#### [What to work on]
Return each entry exactly, with none missing.

━━━━━━━━━━━━━━━━━━━━━━━━━━━━━━

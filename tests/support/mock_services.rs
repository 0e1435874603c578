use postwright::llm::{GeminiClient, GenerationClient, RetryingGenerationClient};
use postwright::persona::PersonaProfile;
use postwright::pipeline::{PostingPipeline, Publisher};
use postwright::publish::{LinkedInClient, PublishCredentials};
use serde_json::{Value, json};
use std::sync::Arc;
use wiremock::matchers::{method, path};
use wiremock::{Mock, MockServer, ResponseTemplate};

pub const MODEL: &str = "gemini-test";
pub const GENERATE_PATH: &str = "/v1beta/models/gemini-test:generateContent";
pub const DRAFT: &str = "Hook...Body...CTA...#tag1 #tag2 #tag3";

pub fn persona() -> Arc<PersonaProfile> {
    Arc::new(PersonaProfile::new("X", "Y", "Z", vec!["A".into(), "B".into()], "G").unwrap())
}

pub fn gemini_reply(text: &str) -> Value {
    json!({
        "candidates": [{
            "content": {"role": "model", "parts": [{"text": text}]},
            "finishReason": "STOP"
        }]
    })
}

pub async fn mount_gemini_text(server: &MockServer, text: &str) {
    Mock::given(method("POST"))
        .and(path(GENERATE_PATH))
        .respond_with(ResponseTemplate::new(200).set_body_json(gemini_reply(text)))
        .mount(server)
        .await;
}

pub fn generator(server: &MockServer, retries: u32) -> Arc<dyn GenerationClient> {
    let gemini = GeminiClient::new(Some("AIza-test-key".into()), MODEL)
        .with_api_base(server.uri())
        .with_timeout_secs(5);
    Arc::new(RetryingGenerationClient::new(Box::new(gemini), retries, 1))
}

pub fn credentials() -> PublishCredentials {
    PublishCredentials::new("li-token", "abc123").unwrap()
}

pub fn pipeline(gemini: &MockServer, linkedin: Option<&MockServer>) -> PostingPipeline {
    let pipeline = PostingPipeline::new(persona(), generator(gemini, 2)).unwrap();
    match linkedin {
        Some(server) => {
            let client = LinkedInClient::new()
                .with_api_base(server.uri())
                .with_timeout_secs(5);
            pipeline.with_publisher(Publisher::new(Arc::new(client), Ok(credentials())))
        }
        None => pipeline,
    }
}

━━━━━━━━━━━━━━━━━━━━━━━━━━━━━━

#### [Task output]
filename tests/support/mock_services.rs
repository 0e1435874603c578
use postwright::llm::{GeminiClient, GenerationClient, RetryingGenerationClient};
use postwright::persona::PersonaProfile;
use postwright::pipeline::{PostingPipeline, Publisher};
use postwright::publish::{LinkedInClient, PublishCredentials};
use serde_json::{Value, json};
use std::sync::Arc;
use wiremock::matchers::{method, path};
use wiremock::{Mock, MockServer, ResponseTemplate};

pub const MODEL: &str = "gemini-test";
pub const GENERATE_PATH: &str = "/v1beta/models/gemini-test:generateContent";
pub const DRAFT: &str = "Hook...Body...CTA...#tag1 #tag2 #tag3";

pub fn persona() -> Arc<PersonaProfile> {
    Arc::new(PersonaProfile::new("X", "Y", "Z", vec!["A".into(), "B".into()], "G").unwrap())
}

pub fn gemini_reply(text: &str) -> Value {
    json!({
        "candidates": [{
            "content": {"role": "model", "parts": [{"text": text}]},
            "finishReason": "STOP"
        }]
    })
}

pub async fn mount_gemini_text(server: &MockServer, text: &str) {
    Mock::given(method("POST"))
        .and(path(GENERATE_PATH))
        .respond_with(ResponseTemplate::new(200).set_body_json(gemini_reply(text)))
        .mount(server)
        .await;
}

pub fn generator(server: &MockServer, retries: u32) -> Arc<dyn GenerationClient> {
    let gemini = GeminiClient::new(Some("AIza-test-key".into()), MODEL)
        .with_api_base(server.uri())
        .with_timeout_secs(5);
    Arc::new(RetryingGenerationClient::new(Box::new(gemini), retries, 1))
}

pub fn credentials() -> PublishCredentials {
    PublishCredentials::new("li-token", "abc123").unwrap()
}

pub fn pipeline(gemini: &MockServer, linkedin: Option<&MockServer>) -> PostingPipeline {
    let pipeline = PostingPipeline::new(persona(), generator(gemini, 2)).unwrap();
    match linkedin {
        Some(server) => {
            let client = LinkedInClient::new()
                .with_api_base(server.uri())
                .with_timeout_secs(5);
            pipeline.with_publisher(Publisher::new(Arc::new(client), Ok(credentials())))
        }
        None => pipeline,
    }
}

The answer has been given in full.